With that said, it’s important that you keep track of your investments in your business. You’ll find that some types of ads and marketing channels are stronger revenue streams than others. You need to be aware of what you’re spending and what these investments are bringing you so that you can refine your ad and marketing strategy. It can take some time to identify the best, most profitable strategy. There will be some trial and error. 

So, how can you strategically plan your advertising and marketing budget? By regularly calculating your ROI (return on investment).

There are two ways to calculate eCommerce ROI. The first is the most basic and commonly used formula: ROI = (Revenue/Investment)-1

Let’s say that you spent $500 on social ads over three months, which yielded $1,000 in revenue from five customers. Your ROI for social ads is 100%. You would probably be pretty pleased with this investment and want to continue your social ad spending based on these results.

However, you’re still testing the waters to pinpoint your best marketing and advertising strategy, so you also spent $4,000 on search ads during this three month period. Your search campaign brought in $3,000 in sales from fifteen customers. The ROI for your search ads is negative: -25%.

Looking at these numbers, your gut reaction might be to slash your search campaigns altogether and invest that money into your social ads budget. However, we want you to pause for a moment. 

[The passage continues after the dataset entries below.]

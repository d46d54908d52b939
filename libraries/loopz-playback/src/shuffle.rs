//! Shuffle orderings
//!
//! A shuffled queue is stored as a permutation of positions into the original
//! queue, so the track behind any shuffled slot is always known exactly.

use rand::seq::SliceRandom;
use rand::Rng;

/// Random permutation of `0..len` (Fisher-Yates)
pub fn shuffled_positions<R: Rng + ?Sized>(len: usize, rng: &mut R) -> Vec<usize> {
    let mut order: Vec<usize> = (0..len).collect();
    order.shuffle(rng);
    order
}

/// Random permutation of `0..len` with `pinned` forced into the first slot
///
/// Used when the listener clicked one track: that track must play first no
/// matter what the shuffle says.
pub fn shuffled_with_pinned<R: Rng + ?Sized>(len: usize, pinned: usize, rng: &mut R) -> Vec<usize> {
    if pinned >= len {
        return shuffled_positions(len, rng);
    }

    let mut rest: Vec<usize> = (0..len).filter(|&i| i != pinned).collect();
    rest.shuffle(rng);

    let mut order = Vec::with_capacity(len);
    order.push(pinned);
    order.extend(rest);
    order
}

/// Append `extra` positions to `order` and reshuffle everything after `keep`
///
/// Slots `0..keep` (history and the current track) are left untouched.
pub fn reshuffle_tail<R, I>(order: &mut Vec<usize>, keep: usize, extra: I, rng: &mut R)
where
    R: Rng + ?Sized,
    I: IntoIterator<Item = usize>,
{
    order.extend(extra);
    let keep = keep.min(order.len());
    order[keep..].shuffle(rng);
}
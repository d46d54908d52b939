//! Queue store
//!
//! Holds the queue in load order, the shuffled permutation over it, the
//! cursor, and the buffer of recommended tracks waiting to be appended:
//!
//! ```text
//! original:  [A] [B] [C] [D]          load order, grows with recommendations
//! shuffled:  [2] [0] [3] [1]          positions into `original`
//! current:        ^                   index into whichever order is active
//! buffer:    [R1] [R2]                recommended for D, not yet appended
//! ```

use crate::shuffle::{reshuffle_tail, shuffled_positions, shuffled_with_pinned};
use crate::types::{LoadOptions, Track};
use rand::rngs::StdRng;
use rand::SeedableRng;
use std::collections::HashSet;

#[derive(Debug, Clone)]
pub struct QueueStore {
    /// Tracks in load order
    original: Vec<Track>,

    /// Permutation of positions into `original`; empty when not shuffled
    shuffled: Vec<usize>,

    /// Whether the shuffled order is the active one
    is_shuffled: bool,

    /// Index into the active order
    current: Option<usize>,

    /// Recommended continuation for the last original track
    recommendations: Vec<Track>,

    rng: StdRng,
}

impl QueueStore {
    /// Create an empty store; `seed` fixes the shuffle sequence
    pub fn new(seed: Option<u64>) -> Self {
        let rng = match seed {
            Some(seed) => StdRng::seed_from_u64(seed),
            None => StdRng::from_entropy(),
        };

        Self {
            original: Vec::new(),
            shuffled: Vec::new(),
            is_shuffled: false,
            current: None,
            recommendations: Vec::new(),
            rng,
        }
    }

    /// Replace the queue
    ///
    /// Unplayable tracks are dropped. `options.start_index` refers to the list
    /// as supplied; if that track was dropped playback starts at the top.
    /// While shuffled, a direct click pins the clicked track to the first
    /// shuffled slot, otherwise the whole queue is shuffled and playback starts
    /// at whatever lands first.
    ///
    /// Returns the new current index.
    pub fn load(&mut self, tracks: Vec<Track>, options: &LoadOptions) -> Option<usize> {
        let mut start = None;
        self.original.clear();
        for (i, track) in tracks.into_iter().enumerate() {
            if !track.is_playable() {
                continue;
            }
            if i == options.start_index {
                start = Some(self.original.len());
            }
            self.original.push(track);
        }

        self.recommendations.clear();
        self.shuffled.clear();

        if self.original.is_empty() {
            self.current = None;
            return None;
        }

        let start = start.unwrap_or(0);
        if self.is_shuffled {
            if options.direct_click {
                self.shuffled = shuffled_with_pinned(self.original.len(), start, &mut self.rng);
            } else {
                self.shuffled = shuffled_positions(self.original.len(), &mut self.rng);
            }
            self.current = Some(0);
        } else {
            self.current = Some(start);
        }

        self.current
    }

    /// Switch shuffle on or off without changing the current track
    ///
    /// Turning shuffle on builds a fresh permutation and moves the cursor to
    /// wherever the current track landed in it. Returns `false` if the mode
    /// was already `enabled`.
    pub fn set_shuffle(&mut self, enabled: bool) -> bool {
        if self.is_shuffled == enabled {
            return false;
        }

        let playing = self.current.and_then(|c| self.original_position(c));

        if enabled {
            self.shuffled = shuffled_positions(self.original.len(), &mut self.rng);
            self.is_shuffled = true;
            self.current = playing.and_then(|p| self.shuffled.iter().position(|&s| s == p));
        } else {
            self.shuffled.clear();
            self.is_shuffled = false;
            self.current = playing;
        }

        true
    }

    /// Flip shuffle mode, returning the new mode
    pub fn toggle_shuffle(&mut self) -> bool {
        let enabled = !self.is_shuffled;
        self.set_shuffle(enabled);
        enabled
    }

    pub fn is_shuffled(&self) -> bool {
        self.is_shuffled
    }

    /// Position in `original` of the track at active index `index`
    pub fn original_position(&self, index: usize) -> Option<usize> {
        if self.is_shuffled {
            self.shuffled.get(index).copied()
        } else if index < self.original.len() {
            Some(index)
        } else {
            None
        }
    }

    /// Track at active index `index`
    pub fn track_at(&self, index: usize) -> Option<&Track> {
        self.original_position(index).and_then(|p| self.original.get(p))
    }

    /// Tracks in the order they will play
    pub fn active_queue(&self) -> Vec<&Track> {
        if self.is_shuffled {
            self.shuffled.iter().filter_map(|&p| self.original.get(p)).collect()
        } else {
            self.original.iter().collect()
        }
    }

    /// Tracks in load order
    pub fn original_queue(&self) -> &[Track] {
        &self.original
    }

    pub fn current_index(&self) -> Option<usize> {
        self.current
    }

    pub fn current_track(&self) -> Option<&Track> {
        self.current.and_then(|c| self.track_at(c))
    }

    /// Move the cursor; out-of-range indices are refused
    pub fn set_current(&mut self, index: usize) -> bool {
        if index < self.len() {
            self.current = Some(index);
            true
        } else {
            false
        }
    }

    /// Whether the cursor sits on the last slot of the active order
    pub fn is_at_end(&self) -> bool {
        match self.current {
            Some(c) => c + 1 == self.len(),
            None => false,
        }
    }

    /// The track recommendations are fetched for
    pub fn last_original_track(&self) -> Option<&Track> {
        self.original.last()
    }

    pub fn len(&self) -> usize {
        self.original.len()
    }

    pub fn is_empty(&self) -> bool {
        self.original.is_empty()
    }

    // ===== Recommendation buffer =====

    /// Fill the buffer, keeping only playable tracks not already queued
    ///
    /// Returns how many tracks were buffered.
    pub fn set_recommendations(&mut self, tracks: Vec<Track>) -> usize {
        self.recommendations = self.fresh_tracks(tracks);
        self.recommendations.len()
    }

    pub fn has_recommendations(&self) -> bool {
        !self.recommendations.is_empty()
    }

    pub fn recommendations(&self) -> &[Track] {
        &self.recommendations
    }

    pub fn clear_recommendations(&mut self) {
        self.recommendations.clear();
    }

    /// Append tracks to the queue, skipping ids that are already present
    ///
    /// While shuffled, the new tracks are mixed into the unplayed tail only;
    /// everything up to and including the current slot keeps its place.
    /// Returns how many tracks were added.
    pub fn extend_with_recommendations(&mut self, tracks: Vec<Track>) -> usize {
        let fresh = self.fresh_tracks(tracks);
        if fresh.is_empty() {
            return 0;
        }

        let first_new = self.original.len();
        let added = fresh.len();
        self.original.extend(fresh);

        if self.is_shuffled {
            let keep = self.current.map_or(0, |c| c + 1);
            reshuffle_tail(
                &mut self.shuffled,
                keep,
                first_new..first_new + added,
                &mut self.rng,
            );
        }

        added
    }

    /// Move the buffered recommendations into the queue
    pub fn fold_in_recommendations(&mut self) -> usize {
        let buffered = std::mem::take(&mut self.recommendations);
        self.extend_with_recommendations(buffered)
    }

    /// Restart from the top for looping playback
    ///
    /// Shuffled queues absorb the buffer and get a brand new permutation;
    /// ordered queues simply drop the buffer.
    pub fn wrap_for_loop(&mut self) -> Option<usize> {
        if self.is_empty() {
            return None;
        }

        if self.is_shuffled {
            let buffered = std::mem::take(&mut self.recommendations);
            let fresh = self.fresh_tracks(buffered);
            self.original.extend(fresh);
            self.shuffled = shuffled_positions(self.original.len(), &mut self.rng);
        } else {
            self.recommendations.clear();
        }

        self.current = Some(0);
        self.current
    }

    /// Drop everything
    pub fn clear(&mut self) {
        self.original.clear();
        self.shuffled.clear();
        self.recommendations.clear();
        self.current = None;
    }

    fn fresh_tracks(&self, tracks: Vec<Track>) -> Vec<Track> {
        let mut seen: HashSet<String> = self.original.iter().map(|t| t.id.clone()).collect();
        tracks
            .into_iter()
            .filter(|t| t.is_playable() && seen.insert(t.id.clone()))
            .collect()
    }
}

impl Default for QueueStore {
    fn default() -> Self {
        Self::new(None)
    }
}
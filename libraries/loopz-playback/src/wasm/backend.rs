//! Browser implementations of the platform seams

use crate::{MediaBackend, PlaybackError, Result, SettingsStorage};
use js_sys::{Function, Promise, Reflect};
use wasm_bindgen::prelude::*;
use wasm_bindgen::JsCast;
use web_sys::{HtmlAudioElement, Storage};

type RejectionHandler = Closure<dyn FnMut(JsValue, JsValue)>;

/// [`MediaBackend`] over an `<audio>` element
///
/// The host attaches the element's DOM listeners and forwards them to
/// `WasmPlayer::handleMediaEvent`. Asynchronous `play()` refusals are routed
/// to `on_rejected(channel, src, error)` when set.
pub struct HtmlAudioBackend {
    element: HtmlAudioElement,
    on_rejected: Option<RejectionHandler>,
}

impl HtmlAudioBackend {
    pub fn new(element: HtmlAudioElement) -> Self {
        element.set_preload("auto");
        Self {
            element,
            on_rejected: None,
        }
    }

    /// Report asynchronous `play()` refusals for `channel` to `callback`
    ///
    /// One handler lives as long as the backend; each play binds the source
    /// it was issued for.
    pub fn with_rejection_handler(mut self, channel: u8, callback: Function) -> Self {
        let handler = Closure::<dyn FnMut(JsValue, JsValue)>::new(move |src: JsValue, error: JsValue| {
            callback
                .call3(&JsValue::NULL, &JsValue::from(channel), &src, &error)
                .ok();
        });
        self.on_rejected = Some(handler);
        self
    }
}

impl MediaBackend for HtmlAudioBackend {
    fn set_source(&mut self, url: &str) {
        self.element.set_src(url);
        self.element.load();
    }

    fn clear_source(&mut self) {
        self.element.pause().ok();
        self.element.remove_attribute("src").ok();
        self.element.load();
    }

    fn play(&mut self) -> Result<()> {
        let promise = self
            .element
            .play()
            .map_err(|e| PlaybackError::PlaybackRejected(describe(&e)))?;

        if let Some(handler) = &self.on_rejected {
            let handler: &Function = handler.as_ref().unchecked_ref();
            let report = handler.bind1(&JsValue::NULL, &JsValue::from_str(&self.element.src()));
            catch_with(&promise, &report);
        }

        Ok(())
    }

    fn pause(&mut self) {
        self.element.pause().ok();
    }

    fn set_position(&mut self, seconds: f64) {
        self.element.set_current_time(seconds);
    }

    fn set_volume(&mut self, volume: f32) {
        self.element.set_volume(f64::from(volume));
    }
}

/// [`SettingsStorage`] over `window.sessionStorage`
pub struct SessionStorage {
    storage: Storage,
}

impl SessionStorage {
    /// `None` when session storage is unavailable (private mode, sandboxed frames)
    pub fn open() -> Option<Self> {
        let storage = web_sys::window()?.session_storage().ok()??;
        Some(Self { storage })
    }
}

impl SettingsStorage for SessionStorage {
    fn get_item(&self, key: &str) -> Option<String> {
        self.storage.get_item(key).ok().flatten()
    }

    fn set_item(&mut self, key: &str, value: &str) -> Result<()> {
        self.storage
            .set_item(key, value)
            .map_err(|e| PlaybackError::Storage(describe(&e)))
    }
}

/// `promise.catch(handler)` with a plain function
fn catch_with(promise: &Promise, handler: &Function) {
    let Ok(catch) = Reflect::get(promise, &JsValue::from_str("catch")) else {
        return;
    };
    if let Some(catch) = catch.dyn_ref::<Function>() {
        catch.call1(promise, handler).ok();
    }
}

fn describe(value: &JsValue) -> String {
    value
        .as_string()
        .unwrap_or_else(|| format!("{:?}", value))
}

Your goal for your eCommerce site is to build a strong customer base. By strong, we don’t mean the number of customers. What you really want – and what will truly make your business profitable – is having high quality customers who buy regularly. Customer lifetime value (CLV) is a key metric for your eCommerce business strategy and development. If you’re unfamiliar with the term, CLV is a reasonable estimate as to how much money you can expect a customer to spend at your business.  

This next ROI calculation factors CLV into the equation: ROI = (CLV/Investment)-1. 

Let’s go back to the numbers from the example in the first equation. Your social ads yielded a positive ROI, but only came from four customers who were all one-time buyers. Your search ad, on the other hand, brought you fifteen customers who all went on to become repeat buyers. On average, they spend $200/order four times/year – which amounts to $12,000/year. Suddenly your search ad campaign doesn’t seem like a waste of money at all. In fact, their continued business shows you that your search campaign is actually the better place for you to spend your ad budget.

It’s easy to be short sighted with your eCommerce business. It’s hard to be patient for sales to come in. We all want success now. Remember, it takes time for you to attract these repeat customers who will become the foundation for your business’s success. When you calculate your ROI, we encourage you to look at both of these formulas so that you can spend your money where it will bring you the highest long-term return.

We hope this simple explanation of eCommerce ROI calculations will help you in your eCommerce business!